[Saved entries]

------------------------

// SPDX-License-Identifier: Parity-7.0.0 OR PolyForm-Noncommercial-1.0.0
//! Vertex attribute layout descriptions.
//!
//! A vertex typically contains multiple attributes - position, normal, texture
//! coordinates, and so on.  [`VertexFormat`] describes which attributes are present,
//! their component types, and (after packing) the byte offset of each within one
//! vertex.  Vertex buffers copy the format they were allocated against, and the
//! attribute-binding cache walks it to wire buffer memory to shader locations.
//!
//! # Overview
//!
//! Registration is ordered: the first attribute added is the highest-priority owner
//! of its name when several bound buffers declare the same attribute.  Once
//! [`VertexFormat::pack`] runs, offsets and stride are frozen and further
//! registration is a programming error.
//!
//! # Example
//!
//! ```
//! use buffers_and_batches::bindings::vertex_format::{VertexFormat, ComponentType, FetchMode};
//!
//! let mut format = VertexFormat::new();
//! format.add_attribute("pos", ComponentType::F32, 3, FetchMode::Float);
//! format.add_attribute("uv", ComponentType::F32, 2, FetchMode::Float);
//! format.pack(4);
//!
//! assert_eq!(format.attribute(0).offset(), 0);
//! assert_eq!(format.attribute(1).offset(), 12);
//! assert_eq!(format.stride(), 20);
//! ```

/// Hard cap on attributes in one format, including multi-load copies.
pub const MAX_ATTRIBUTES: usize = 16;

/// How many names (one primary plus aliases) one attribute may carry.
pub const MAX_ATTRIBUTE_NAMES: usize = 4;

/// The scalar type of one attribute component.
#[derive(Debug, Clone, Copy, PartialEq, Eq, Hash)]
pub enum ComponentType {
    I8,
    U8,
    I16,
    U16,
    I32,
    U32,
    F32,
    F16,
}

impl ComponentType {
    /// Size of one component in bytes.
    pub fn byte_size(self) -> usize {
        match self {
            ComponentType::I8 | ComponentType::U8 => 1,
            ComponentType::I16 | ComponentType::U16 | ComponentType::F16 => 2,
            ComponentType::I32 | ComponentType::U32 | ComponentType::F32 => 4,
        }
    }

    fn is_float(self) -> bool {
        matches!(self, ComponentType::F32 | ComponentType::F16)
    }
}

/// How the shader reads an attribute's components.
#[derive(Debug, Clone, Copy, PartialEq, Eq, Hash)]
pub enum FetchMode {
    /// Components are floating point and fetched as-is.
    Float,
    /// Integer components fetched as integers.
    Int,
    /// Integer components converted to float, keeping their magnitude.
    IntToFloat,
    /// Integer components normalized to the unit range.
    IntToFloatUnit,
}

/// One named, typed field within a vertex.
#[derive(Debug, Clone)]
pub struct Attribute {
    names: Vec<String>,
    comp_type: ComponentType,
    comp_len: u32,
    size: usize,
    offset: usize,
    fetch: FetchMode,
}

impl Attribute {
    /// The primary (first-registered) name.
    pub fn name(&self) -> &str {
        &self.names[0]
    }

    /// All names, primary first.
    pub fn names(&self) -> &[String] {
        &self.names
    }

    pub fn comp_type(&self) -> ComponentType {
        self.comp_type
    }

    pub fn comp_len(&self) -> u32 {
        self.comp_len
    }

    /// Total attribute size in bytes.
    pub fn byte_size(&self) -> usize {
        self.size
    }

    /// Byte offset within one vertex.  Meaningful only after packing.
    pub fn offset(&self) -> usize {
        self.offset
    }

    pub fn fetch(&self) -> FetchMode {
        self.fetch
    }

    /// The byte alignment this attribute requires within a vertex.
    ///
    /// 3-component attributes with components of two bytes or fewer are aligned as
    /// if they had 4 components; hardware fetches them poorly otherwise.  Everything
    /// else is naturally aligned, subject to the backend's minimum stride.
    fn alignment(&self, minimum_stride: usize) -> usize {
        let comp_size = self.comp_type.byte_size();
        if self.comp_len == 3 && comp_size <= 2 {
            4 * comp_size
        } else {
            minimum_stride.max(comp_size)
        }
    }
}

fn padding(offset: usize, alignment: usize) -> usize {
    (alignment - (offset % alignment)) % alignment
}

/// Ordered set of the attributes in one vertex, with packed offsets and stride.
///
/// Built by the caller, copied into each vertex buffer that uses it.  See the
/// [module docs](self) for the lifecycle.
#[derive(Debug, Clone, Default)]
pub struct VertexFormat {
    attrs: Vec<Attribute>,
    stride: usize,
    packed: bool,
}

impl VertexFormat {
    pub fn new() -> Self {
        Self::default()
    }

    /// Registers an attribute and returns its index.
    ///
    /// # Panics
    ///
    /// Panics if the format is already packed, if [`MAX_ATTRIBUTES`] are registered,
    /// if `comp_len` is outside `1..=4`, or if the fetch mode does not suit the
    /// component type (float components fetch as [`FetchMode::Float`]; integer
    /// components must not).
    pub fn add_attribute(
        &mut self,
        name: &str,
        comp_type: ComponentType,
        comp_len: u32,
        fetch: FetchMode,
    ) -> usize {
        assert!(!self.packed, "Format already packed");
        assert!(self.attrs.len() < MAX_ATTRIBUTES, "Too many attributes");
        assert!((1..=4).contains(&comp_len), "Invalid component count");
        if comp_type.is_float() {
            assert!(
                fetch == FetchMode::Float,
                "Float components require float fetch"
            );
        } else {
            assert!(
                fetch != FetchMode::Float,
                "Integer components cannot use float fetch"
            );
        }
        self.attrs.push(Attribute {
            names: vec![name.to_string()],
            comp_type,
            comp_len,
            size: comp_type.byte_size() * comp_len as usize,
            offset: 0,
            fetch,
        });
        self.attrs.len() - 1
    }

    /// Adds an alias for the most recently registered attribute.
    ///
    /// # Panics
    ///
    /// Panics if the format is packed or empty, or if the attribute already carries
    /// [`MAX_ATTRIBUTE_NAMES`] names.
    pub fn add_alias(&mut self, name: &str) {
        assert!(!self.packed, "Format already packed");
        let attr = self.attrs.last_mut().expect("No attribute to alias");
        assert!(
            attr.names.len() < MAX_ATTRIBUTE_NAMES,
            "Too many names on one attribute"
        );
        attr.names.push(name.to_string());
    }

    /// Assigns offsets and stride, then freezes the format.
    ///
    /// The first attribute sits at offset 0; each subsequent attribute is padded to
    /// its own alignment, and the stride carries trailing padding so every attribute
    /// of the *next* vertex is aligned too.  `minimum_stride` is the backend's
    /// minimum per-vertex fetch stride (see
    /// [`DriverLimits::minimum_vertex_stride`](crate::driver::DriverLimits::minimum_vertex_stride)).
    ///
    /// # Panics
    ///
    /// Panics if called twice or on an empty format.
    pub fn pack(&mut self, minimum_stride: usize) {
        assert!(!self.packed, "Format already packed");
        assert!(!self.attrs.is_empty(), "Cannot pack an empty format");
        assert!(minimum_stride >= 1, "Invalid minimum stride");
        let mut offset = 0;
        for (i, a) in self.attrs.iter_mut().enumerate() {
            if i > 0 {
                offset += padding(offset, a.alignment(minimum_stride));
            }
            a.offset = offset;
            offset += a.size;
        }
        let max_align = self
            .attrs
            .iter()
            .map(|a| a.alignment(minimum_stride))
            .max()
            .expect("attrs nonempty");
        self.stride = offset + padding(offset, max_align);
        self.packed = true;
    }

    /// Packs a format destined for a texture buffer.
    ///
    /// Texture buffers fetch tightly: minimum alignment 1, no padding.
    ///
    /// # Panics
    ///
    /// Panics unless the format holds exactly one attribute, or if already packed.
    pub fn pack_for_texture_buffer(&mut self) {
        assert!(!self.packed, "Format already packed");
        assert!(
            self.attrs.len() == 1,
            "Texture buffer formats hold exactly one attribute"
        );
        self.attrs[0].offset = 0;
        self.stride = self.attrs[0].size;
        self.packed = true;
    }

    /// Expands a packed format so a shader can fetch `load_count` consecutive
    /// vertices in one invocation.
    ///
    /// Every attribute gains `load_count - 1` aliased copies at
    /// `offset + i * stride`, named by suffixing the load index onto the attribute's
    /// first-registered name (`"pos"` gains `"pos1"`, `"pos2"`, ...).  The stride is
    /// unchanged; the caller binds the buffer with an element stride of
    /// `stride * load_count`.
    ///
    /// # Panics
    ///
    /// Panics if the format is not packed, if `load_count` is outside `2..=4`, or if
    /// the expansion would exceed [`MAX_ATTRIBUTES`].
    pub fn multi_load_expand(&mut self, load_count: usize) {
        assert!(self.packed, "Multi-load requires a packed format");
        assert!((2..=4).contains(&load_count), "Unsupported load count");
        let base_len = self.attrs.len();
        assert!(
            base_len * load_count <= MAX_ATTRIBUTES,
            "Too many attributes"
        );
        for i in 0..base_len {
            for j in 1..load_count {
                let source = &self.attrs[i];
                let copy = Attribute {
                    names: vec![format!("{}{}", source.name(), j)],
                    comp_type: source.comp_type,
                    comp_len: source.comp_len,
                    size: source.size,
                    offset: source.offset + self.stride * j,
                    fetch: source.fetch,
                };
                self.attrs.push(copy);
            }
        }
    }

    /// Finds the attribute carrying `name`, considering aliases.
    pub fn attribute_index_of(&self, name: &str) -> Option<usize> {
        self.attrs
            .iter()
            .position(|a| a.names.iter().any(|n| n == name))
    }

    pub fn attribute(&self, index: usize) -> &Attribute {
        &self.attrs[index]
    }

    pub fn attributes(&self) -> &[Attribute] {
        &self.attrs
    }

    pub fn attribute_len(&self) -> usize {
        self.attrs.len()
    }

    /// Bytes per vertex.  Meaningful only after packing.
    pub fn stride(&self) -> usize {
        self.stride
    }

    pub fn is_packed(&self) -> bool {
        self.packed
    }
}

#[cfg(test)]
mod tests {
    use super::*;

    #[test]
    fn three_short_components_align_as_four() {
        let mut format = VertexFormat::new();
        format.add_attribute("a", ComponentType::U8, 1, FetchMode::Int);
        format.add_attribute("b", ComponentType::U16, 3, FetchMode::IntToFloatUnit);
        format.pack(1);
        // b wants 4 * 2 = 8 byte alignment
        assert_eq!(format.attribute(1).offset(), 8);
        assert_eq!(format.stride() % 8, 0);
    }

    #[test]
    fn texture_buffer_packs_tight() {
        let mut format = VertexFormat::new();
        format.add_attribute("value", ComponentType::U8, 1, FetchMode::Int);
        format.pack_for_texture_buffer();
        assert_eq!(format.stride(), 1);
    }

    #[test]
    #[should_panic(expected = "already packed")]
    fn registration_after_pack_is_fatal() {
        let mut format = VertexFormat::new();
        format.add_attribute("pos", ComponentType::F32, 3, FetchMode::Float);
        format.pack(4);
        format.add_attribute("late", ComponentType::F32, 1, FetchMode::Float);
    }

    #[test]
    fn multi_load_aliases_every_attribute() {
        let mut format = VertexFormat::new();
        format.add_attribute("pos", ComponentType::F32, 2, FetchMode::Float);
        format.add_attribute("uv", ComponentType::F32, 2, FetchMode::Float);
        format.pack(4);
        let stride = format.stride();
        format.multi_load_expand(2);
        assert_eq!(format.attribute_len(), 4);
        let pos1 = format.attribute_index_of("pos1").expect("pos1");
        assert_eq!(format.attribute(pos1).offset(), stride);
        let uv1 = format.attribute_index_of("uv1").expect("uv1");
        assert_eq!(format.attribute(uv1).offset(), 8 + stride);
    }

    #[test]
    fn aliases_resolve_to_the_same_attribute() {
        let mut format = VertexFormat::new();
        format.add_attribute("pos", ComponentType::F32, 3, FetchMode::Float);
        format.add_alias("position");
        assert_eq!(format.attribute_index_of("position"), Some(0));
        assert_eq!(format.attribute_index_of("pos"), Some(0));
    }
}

------------------------

Write out each line above with the word "fetched".

    /// Components are floating point and fetched as-is.
    /// Integer components fetched as integers.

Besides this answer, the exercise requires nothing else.